KO of UBE1L2 in host cells reduces KSHV production but not KSHV DNA synthesis. (A) CRISPR/Cas9-mediated KO of UBE1L2 in iSLK-rKSHV.219 cells. iSLK-rKSHV.219 cells were transfected with the UBE1L2 CRISPR/Cas9 KO plasmid (KO) or control CRISPR/Cas9 plasmid (Cont) and cultured for 4 days. The UBE1L2 KO was confirmed by immunoblotting (IB) with anti-UBE1L2 antibody. The UBE1L2 and β-actin band intensities were calculated using ImageJ software, and the value of UBE1L2/β-actin in the control is presented as 1.0. (B to E) Effects of UBE1L2 KO on KSHV DNA synthesis (B), virus production (C), infectious virus production (D), and FAT10 mRNA expression (E) in iSLK-rKSHV.219 cells.

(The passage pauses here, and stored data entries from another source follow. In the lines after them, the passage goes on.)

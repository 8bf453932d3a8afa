//! Byte-string values, with integer interpretation for `incr`/`incrby`.

use std::collections::HashMap;

/// Errors from string-typed operations.
#[derive(Debug, Clone, Copy, PartialEq, Eq)]
pub enum StringError {
    /// `incr`/`incrby` on a key that doesn't exist.
    NoSuchKey,
    /// `incr`/`incrby` on a value that doesn't parse as a base-10 integer.
    NotAnInteger,
}

impl std::fmt::Display for StringError {
    fn fmt(&self, f: &mut std::fmt::Formatter<'_>) -> std::fmt::Result {
        match self {
            StringError::NoSuchKey => write!(f, "no such key"),
            StringError::NotAnInteger => write!(f, "value is not an integer"),
        }
    }
}

impl std::error::Error for StringError {}

#[derive(Default)]
pub struct Strings {
    map: HashMap<Vec<u8>, Vec<u8>>,
}

impl Strings {
    pub fn new() -> Self {
        Self::default()
    }

    pub fn set(&mut self, key: &[u8], value: Vec<u8>) {
        self.map.insert(key.to_vec(), value);
    }

    pub fn get(&self, key: &[u8]) -> Option<Vec<u8>> {
        self.map.get(key).cloned()
    }

    pub fn mget(&self, keys: &[Vec<u8>]) -> Vec<Option<Vec<u8>>> {
        keys.iter().map(|k| self.map.get(k.as_slice()).cloned()).collect()
    }

    pub fn incrby(&mut self, key: &[u8], delta: i64) -> Result<i64, StringError> {
        let current = self.map.get(key).ok_or(StringError::NoSuchKey)?;
        let text = std::str::from_utf8(current).map_err(|_| StringError::NotAnInteger)?;
        let n: i64 = text.parse().map_err(|_| StringError::NotAnInteger)?;
        let next = n.checked_add(delta).ok_or(StringError::NotAnInteger)?;
        self.map.insert(key.to_vec(), next.to_string().into_bytes());
        Ok(next)
    }

    pub fn incr(&mut self, key: &[u8]) -> Result<i64, StringError> {
        self.incrby(key, 1)
    }

    /// Iterates every (key, value) pair. Used by the dump writer.
    pub fn iter(&self) -> impl Iterator<Item = (&[u8], &[u8])> {
        self.map.iter().map(|(k, v)| (k.as_slice(), v.as_slice()))
    }
}
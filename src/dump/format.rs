//! Grammar constants and per-kind entry encode/decode for the snapshot file.
//!
//! ```text
//! dump        := magic version (dbsection)* eof
//! magic       := "REDIS"              (5 bytes, ASCII)
//! version     := "0001"               (4 bytes, ASCII)
//! dbsection   := 0xFE db_number entry*
//! db_number   := length               (currently always encodes 1)
//! entry       := kind key payload
//! kind        := length               (0=string, 1=list, 2=set, 4=hash)
//! eof         := 0xFF
//! ```
//!
//! `0xFE` and `0xFF` numerically collide with length-tag bytes (both have
//! their top two bits set, same as the reserved-high-bits corner of the
//! 32-bit length form). The loader disambiguates by only checking for these
//! sentinels at the outer frame boundary — right after a complete entry or
//! right after the header — never mid-entry.

use std::fmt;

use crate::codec::{decode_bytes, decode_length, decode_value, encode_bytes, encode_length, encode_value, CodecError};

pub const MAGIC: &[u8; 5] = b"REDIS";
pub const VERSION: &[u8; 4] = b"0001";
pub const SECTION_START: u8 = 0xFE;
pub const EOF: u8 = 0xFF;
pub const DB_NUMBER: u64 = 1;

pub const KIND_STRING: u64 = 0;
pub const KIND_LIST: u64 = 1;
pub const KIND_SET: u64 = 2;
pub const KIND_HASH: u64 = 4;

/// One decoded `(kind, key, payload)` triple from a db section.
#[derive(Debug, Clone, PartialEq, Eq)]
pub enum Entry {
    String { key: Vec<u8>, value: Vec<u8> },
    List { key: Vec<u8>, values: Vec<Vec<u8>> },
    Set { key: Vec<u8>, members: Vec<Vec<u8>> },
    Hash { key: Vec<u8>, fields: Vec<(Vec<u8>, Vec<u8>)> },
}

/// Errors decoding a dump file. Maps onto spec.md §7's `RecoveryError`:
/// every variant here is fatal and refuses startup.
#[derive(Debug, Clone, PartialEq, Eq)]
pub enum DumpError {
    BadMagic,
    BadVersion,
    UnsupportedKind(u64),
    Codec(CodecError),
    UnexpectedEof,
}

impl fmt::Display for DumpError {
    fn fmt(&self, f: &mut fmt::Formatter<'_>) -> fmt::Result {
        match self {
            DumpError::BadMagic => write!(f, "dump file magic does not match \"REDIS\""),
            DumpError::BadVersion => write!(f, "dump file version does not match \"0001\""),
            DumpError::UnsupportedKind(k) => write!(f, "unsupported entry kind {k}"),
            DumpError::Codec(e) => write!(f, "dump codec error: {e}"),
            DumpError::UnexpectedEof => write!(f, "dump file truncated mid-entry"),
        }
    }
}

impl std::error::Error for DumpError {}

impl From<CodecError> for DumpError {
    fn from(e: CodecError) -> Self {
        DumpError::Codec(e)
    }
}

/// Appends the header (`magic || version`) to `out`.
pub fn write_header(out: &mut Vec<u8>) {
    out.extend_from_slice(MAGIC);
    out.extend_from_slice(VERSION);
}

/// Checks and consumes a header from the front of `buf`, returning the
/// number of bytes consumed.
pub fn read_header(buf: &[u8]) -> Result<usize, DumpError> {
    let magic = buf.get(0..5).ok_or(DumpError::UnexpectedEof)?;
    if magic != MAGIC {
        return Err(DumpError::BadMagic);
    }
    let version = buf.get(5..9).ok_or(DumpError::UnexpectedEof)?;
    if version != VERSION {
        return Err(DumpError::BadVersion);
    }
    Ok(9)
}

/// Appends one entry's `kind key payload` encoding to `out`.
pub fn write_entry(out: &mut Vec<u8>, entry: &Entry) {
    match entry {
        Entry::String { key, value } => {
            out.extend_from_slice(&encode_length(KIND_STRING));
            out.extend_from_slice(&encode_bytes(key));
            out.extend_from_slice(&encode_value(value));
        }
        Entry::List { key, values } => {
            out.extend_from_slice(&encode_length(KIND_LIST));
            out.extend_from_slice(&encode_bytes(key));
            out.extend_from_slice(&encode_length(values.len() as u64));
            for v in values {
                out.extend_from_slice(&encode_bytes(v));
            }
        }
        Entry::Set { key, members } => {
            out.extend_from_slice(&encode_length(KIND_SET));
            out.extend_from_slice(&encode_bytes(key));
            out.extend_from_slice(&encode_length(members.len() as u64));
            for m in members {
                out.extend_from_slice(&encode_bytes(m));
            }
        }
        Entry::Hash { key, fields } => {
            out.extend_from_slice(&encode_length(KIND_HASH));
            out.extend_from_slice(&encode_bytes(key));
            out.extend_from_slice(&encode_length((fields.len() * 2) as u64));
            for (f, v) in fields {
                out.extend_from_slice(&encode_bytes(f));
                out.extend_from_slice(&encode_bytes(v));
            }
        }
    }
}

/// Decodes one entry from the front of `buf` (the `kind` length has not yet
/// been consumed by the caller). Returns the entry and total bytes consumed.
pub fn read_entry(buf: &[u8]) -> Result<(Entry, usize), DumpError> {
    let (kind, mut pos) = decode_length(buf)?;
    let (key, n) = decode_bytes(&buf[pos..])?;
    pos += n;
    match kind {
        KIND_STRING => {
            let (value, n) = decode_value(&buf[pos..])?;
            pos += n;
            Ok((Entry::String { key, value }, pos))
        }
        KIND_LIST => {
            let (count, n) = decode_length(&buf[pos..])?;
            pos += n;
            let mut values = Vec::with_capacity(count as usize);
            for _ in 0..count {
                let (v, n) = decode_bytes(&buf[pos..])?;
                pos += n;
                values.push(v);
            }
            Ok((Entry::List { key, values }, pos))
        }
        KIND_SET => {
            let (count, n) = decode_length(&buf[pos..])?;
            pos += n;
            let mut members = Vec::with_capacity(count as usize);
            for _ in 0..count {
                let (m, n) = decode_bytes(&buf[pos..])?;
                pos += n;
                members.push(m);
            }
            Ok((Entry::Set { key, members }, pos))
        }
        KIND_HASH => {
            let (field_count, n) = decode_length(&buf[pos..])?;
            pos += n;
            let pairs = field_count as usize / 2;
            let mut fields = Vec::with_capacity(pairs);
            for _ in 0..pairs {
                let (f, n) = decode_bytes(&buf[pos..])?;
                pos += n;
                let (v, n) = decode_bytes(&buf[pos..])?;
                pos += n;
                fields.push((f, v));
            }
            Ok((Entry::Hash { key, fields }, pos))
        }
        other => Err(DumpError::UnsupportedKind(other)),
    }
}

In order to induce lytic replication (viral DNA synthesis and progeny virus production), the control (Cont) and UBE1L2 KO (KO) cells were treated with Dox and NaB. (B) At 48 or 72 h postinduction (hpi), the intracellular viral DNA synthesis levels were evaluated by real-time qPCR as described in Materials and Methods. (C) At 48 or 72 hpi, the extracellular KSHV production was quantitated by real-time qPCR of viral DNA derived from mature virions in the culture supernatant. (D) At 0 or 72 hpi, the culture supernatants were collected and inoculated with 293T cells for infection. At 72 h postinfection, GFP-positive cells were counted by fluorescence microscopy. (E) The expression levels of FAT10 mRNA were not affected by UBE1L2 KO. At 0 or 72 h posttreatment, cells were collected, and total RNA was subjected to real-time RT-qPCR. The FAT10 mRNA levels were normalized toward the GAPDH mRNA levels. The mRNA expression levels shown in the graphs were obtained by dividing the mRNA expression values from 72 h by those from 0 h to monitor the rate of increase. The two-tailed Student’s t test was used to indicate between-group differences. The P values are shown in each graph. N.S., not significant.